WORK INSTRUCTIONS -
Your task is to transcribe, without alteration, the lines from the top of the material below through the line bearing "a caller that", inclusive.

MATERIALS PROVIDED -
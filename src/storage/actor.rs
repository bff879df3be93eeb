//! Embedded engine actor with a dedicated connection and MPSC channel.
//!
//! One thread owns the in-memory SQLite connection and processes commands in
//! arrival order. Every mutating command writes the full image to the snapshot
//! file (staging file, then rename) before its reply is sent, so a caller that
//! sees `Ok` can rely on the file holding its change.

use std::fs;
use std::path::{Path, PathBuf};
use std::thread::{self, JoinHandle};

use rusqlite::backup::Progress;
use rusqlite::{Connection, DatabaseName, params_from_iter};
use tokio::sync::{mpsc, oneshot};

use crate::storage::StorageError;
use crate::storage::types::{Row, RunResult, Value};

// =============================================================================
// Constants
// =============================================================================

/// Snapshot path that disables persistence.
pub const IN_MEMORY_PATH: &str = ":memory:";

/// Suffix of the staging file written before the atomic rename.
const STAGING_SUFFIX: &str = ".tmp";

// =============================================================================
// Commands
// =============================================================================

pub type Reply<T> = oneshot::Sender<Result<T, StorageError>>;

/// Commands sent to the engine actor.
#[derive(Debug)]
pub enum Command {
    /// Execute one mutating statement, then persist.
    Run {
        sql: String,
        params: Vec<Value>,
        is_insert: bool,
        reply: Reply<RunResult>,
    },
    /// Execute a query; `first_only` stops after the first row.
    Query {
        sql: String,
        params: Vec<Value>,
        first_only: bool,
        reply: Reply<Vec<Row>>,
    },
    /// Execute parameterless SQL (possibly several statements), then persist.
    Exec { sql: String, reply: Reply<()> },
}

// =============================================================================
// Actor
// =============================================================================

/// Owner of the embedded connection and its snapshot file.
pub struct DbActor {
    conn: Connection,
    rx: mpsc::Receiver<Command>,
    snapshot: Option<PathBuf>,
}

impl DbActor {
    /// Open the engine and spawn the actor thread.
    ///
    /// An existing snapshot at `db_path` is loaded into a fresh in-memory
    /// engine; otherwise the engine starts empty and the parent directory is
    /// created. [`IN_MEMORY_PATH`] keeps everything in memory.
    ///
    /// Returns a tuple of:
    /// - `JoinHandle<()>`: Handle to the actor thread
    /// - `mpsc::Sender<Command>`: Channel sender for commands
    pub fn spawn(
        db_path: &Path,
        channel_capacity: usize,
    ) -> Result<(JoinHandle<()>, mpsc::Sender<Command>), StorageError> {
        let mut conn = Connection::open_in_memory()?;

        let snapshot = if db_path.as_os_str() == IN_MEMORY_PATH {
            None
        } else {
            load_snapshot(&mut conn, db_path)?;
            Some(db_path.to_path_buf())
        };

        let (tx, rx) = mpsc::channel(channel_capacity);
        let actor = DbActor { conn, rx, snapshot };
        let handle = thread::spawn(move || actor.run());

        Ok((handle, tx))
    }

    fn run(mut self) {
        tracing::info!(snapshot = ?self.snapshot, "SQLite engine started");

        // Ends once every sender (every `Database` clone) is gone.
        while let Some(cmd) = self.rx.blocking_recv() {
            self.handle_command(cmd);
        }

        tracing::info!("SQLite engine stopped");
    }

    fn handle_command(&mut self, cmd: Command) {
        // A dropped receiver means the caller gave up; the work is done anyway.
        match cmd {
            Command::Run {
                sql,
                params,
                is_insert,
                reply,
            } => {
                let result = self.run_statement(&sql, &params, is_insert);
                let _ = reply.send(result);
            }
            Command::Query {
                sql,
                params,
                first_only,
                reply,
            } => {
                let _ = reply.send(self.query(&sql, &params, first_only));
            }
            Command::Exec { sql, reply } => {
                let result = self.exec(&sql);
                let _ = reply.send(result);
            }
        }
    }

    // =========================================================================
    // Statement Operations
    // =========================================================================

    fn run_statement(
        &mut self,
        sql: &str,
        params: &[Value],
        is_insert: bool,
    ) -> Result<RunResult, StorageError> {
        {
            let mut stmt = self.conn.prepare(sql)?;
            let mut rows = stmt.query(params_from_iter(params))?;
            // Drained so statements with a RETURNING clause still complete.
            while rows.next()?.is_some() {}
        }

        let inserted_id = (is_insert && self.conn.changes() > 0)
            .then(|| self.conn.last_insert_rowid());

        self.persist()?;
        Ok(RunResult::new(inserted_id))
    }

    fn query(
        &self,
        sql: &str,
        params: &[Value],
        first_only: bool,
    ) -> Result<Vec<Row>, StorageError> {
        let mut stmt = self.conn.prepare(sql)?;
        let columns: Vec<String> = stmt
            .column_names()
            .into_iter()
            .map(str::to_string)
            .collect();

        let mut rows = stmt.query(params_from_iter(params))?;
        let mut out = Vec::new();
        while let Some(row) = rows.next()? {
            let values = (0..columns.len())
                .map(|i| row.get_ref(i).map(Value::from))
                .collect::<Result<Vec<_>, _>>()?;
            out.push(Row::new(columns.clone(), values));
            if first_only {
                break;
            }
        }
        Ok(out)
    }

    fn exec(&mut self, sql: &str) -> Result<(), StorageError> {
        let result = self.conn.execute_batch(sql);
        // Statements before a failing one have already been applied.
        let persisted = self.persist();
        result?;
        persisted
    }

    // =========================================================================
    // Snapshot
    // =========================================================================

    /// Write the whole image to the staging file, then rename it into place.
    fn persist(&self) -> Result<(), StorageError> {
        let Some(path) = &self.snapshot else {
            return Ok(());
        };
        let staging = staging_path(path);

        if staging.exists() {
            fs::remove_file(&staging).map_err(|e| StorageError::persistence(&staging, e))?;
        }
        self.conn
            .backup(DatabaseName::Main, &staging, None)
            .map_err(|e| StorageError::persistence(&staging, std::io::Error::other(e)))?;
        fs::rename(&staging, path).map_err(|e| StorageError::persistence(path, e))?;

        if tracing::enabled!(tracing::Level::DEBUG) {
            let bytes = fs::metadata(path).map(|m| m.len()).unwrap_or_default();
            tracing::debug!(path = %path.display(), bytes, "Snapshot persisted");
        }
        Ok(())
    }
}

/// Load `path` into `conn` if it exists; otherwise prepare its directory.
fn load_snapshot(conn: &mut Connection, path: &Path) -> Result<(), StorageError> {
    if path.exists() {
        conn.restore(DatabaseName::Main, path, None::<fn(Progress)>)?;
        tracing::info!(path = %path.display(), "Snapshot loaded");
        return Ok(());
    }

    if let Some(parent) = path.parent()
        && !parent.as_os_str().is_empty()
        && !parent.exists()
    {
        fs::create_dir_all(parent).map_err(|e| StorageError::persistence(parent, e))?;
    }
    tracing::info!(path = %path.display(), "No snapshot found, starting empty");
    Ok(())
}

fn staging_path(path: &Path) -> PathBuf {
    let mut staging = path.as_os_str().to_owned();
    staging.push(STAGING_SUFFIX);
    PathBuf::from(staging)
}

#[cfg(test)]
mod tests {
    use super::*;
    use tempfile::tempdir;

    fn run(tx: &mpsc::Sender<Command>, sql: &str, params: Vec<Value>) -> RunResult {
        let (reply, rx) = oneshot::channel();
        tx.blocking_send(Command::Run {
            sql: sql.to_string(),
            params,
            is_insert: sql.trim_start().to_ascii_uppercase().starts_with("INSERT"),
            reply,
        })
        .unwrap();
        rx.blocking_recv().unwrap().unwrap()
    }

    fn exec(tx: &mpsc::Sender<Command>, sql: &str) -> Result<(), StorageError> {
        let (reply, rx) = oneshot::channel();
        tx.blocking_send(Command::Exec {
            sql: sql.to_string(),
            reply,
        })
        .unwrap();
        rx.blocking_recv().unwrap()
    }

    fn query(tx: &mpsc::Sender<Command>, sql: &str, first_only: bool) -> Vec<Row> {
        let (reply, rx) = oneshot::channel();
        tx.blocking_send(Command::Query {
            sql: sql.to_string(),
            params: Vec::new(),
            first_only,
            reply,
        })
        .unwrap();
        rx.blocking_recv().unwrap().unwrap()
    }

    #[test]
    fn test_actor_lifecycle() {
        let dir = tempdir().unwrap();
        let (handle, tx) = DbActor::spawn(&dir.path().join("test.db"), 16).unwrap();
        drop(tx);
        handle.join().unwrap();
    }

    #[test]
    fn test_run_persists_before_reply() {
        let dir = tempdir().unwrap();
        let db_path = dir.path().join("nested").join("site.db");
        let (handle, tx) = DbActor::spawn(&db_path, 16).unwrap();

        exec(&tx, "CREATE TABLE hero (id INTEGER PRIMARY KEY AUTOINCREMENT, title TEXT)").unwrap();
        let result = run(
            &tx,
            "INSERT INTO hero (title) VALUES (?)",
            vec![Value::from("Welcome")],
        );
        assert_eq!(result.inserted_id, Some(1));

        // Read the file while the actor is still alive.
        let conn = Connection::open(&db_path).unwrap();
        let title: String = conn
            .query_row("SELECT title FROM hero WHERE id = 1", [], |r| r.get(0))
            .unwrap();
        assert_eq!(title, "Welcome");
        assert!(!staging_path(&db_path).exists());

        drop(tx);
        handle.join().unwrap();
    }

    #[test]
    fn test_snapshot_reloaded() {
        let dir = tempdir().unwrap();
        let db_path = dir.path().join("reload.db");

        let (handle, tx) = DbActor::spawn(&db_path, 16).unwrap();
        exec(&tx, "CREATE TABLE t (id INTEGER PRIMARY KEY, v TEXT); INSERT INTO t (v) VALUES ('a');")
            .unwrap();
        drop(tx);
        handle.join().unwrap();

        let (handle, tx) = DbActor::spawn(&db_path, 16).unwrap();
        let rows = query(&tx, "SELECT id, v FROM t", false);
        assert_eq!(rows.len(), 1);
        assert_eq!(rows[0].get("v"), Some(&Value::Text("a".into())));
        drop(tx);
        handle.join().unwrap();
    }

    #[test]
    fn test_update_has_no_inserted_id() {
        let (handle, tx) = DbActor::spawn(Path::new(IN_MEMORY_PATH), 16).unwrap();
        exec(&tx, "CREATE TABLE t (id INTEGER PRIMARY KEY, v INTEGER)").unwrap();
        run(&tx, "INSERT INTO t (v) VALUES (?)", vec![Value::Integer(1)]);

        let result = run(&tx, "UPDATE t SET v = ? WHERE id = ?", vec![
            Value::Integer(2),
            Value::Integer(1),
        ]);
        assert_eq!(result.inserted_id, None);

        let rows = query(&tx, "SELECT v FROM t", true);
        assert_eq!(rows[0].values(), &[Value::Integer(2)]);
        drop(tx);
        handle.join().unwrap();
    }

    #[test]
    fn test_first_only_and_column_order() {
        let (handle, tx) = DbActor::spawn(Path::new(IN_MEMORY_PATH), 16).unwrap();
        exec(
            &tx,
            "CREATE TABLE s (id INTEGER PRIMARY KEY, name TEXT, active INTEGER);
             INSERT INTO s (name, active) VALUES ('a', 1), ('b', 0);",
        )
        .unwrap();

        let rows = query(&tx, "SELECT name, active, id FROM s ORDER BY id", true);
        assert_eq!(rows.len(), 1);
        assert_eq!(rows[0].columns(), &["name", "active", "id"]);
        assert_eq!(rows[0].get("active").and_then(Value::as_bool), Some(true));

        assert_eq!(query(&tx, "SELECT * FROM s", false).len(), 2);
        drop(tx);
        handle.join().unwrap();
    }

    #[test]
    fn test_engine_error_is_reported() {
        let (handle, tx) = DbActor::spawn(Path::new(IN_MEMORY_PATH), 16).unwrap();
        let err = exec(&tx, "CREATE TABLE").unwrap_err();
        assert!(matches!(err, StorageError::Sqlite(_)));
        drop(tx);
        handle.join().unwrap();
    }

    #[test]
    fn test_corrupt_snapshot_fails_to_load() {
        let dir = tempdir().unwrap();
        let db_path = dir.path().join("garbage.db");
        fs::write(&db_path, vec![b'x'; 4096]).unwrap();
        assert!(DbActor::spawn(&db_path, 16).is_err());
    }
}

THE COMPLETED TASK -
filename src/storage/actor.rs
repository bff879df3be93eeb
//! Embedded engine actor with a dedicated connection and MPSC channel.
//!
//! One thread owns the in-memory SQLite connection and processes commands in
//! arrival order. Every mutating command writes the full image to the snapshot
//! file (staging file, then rename) before its reply is sent, so a caller that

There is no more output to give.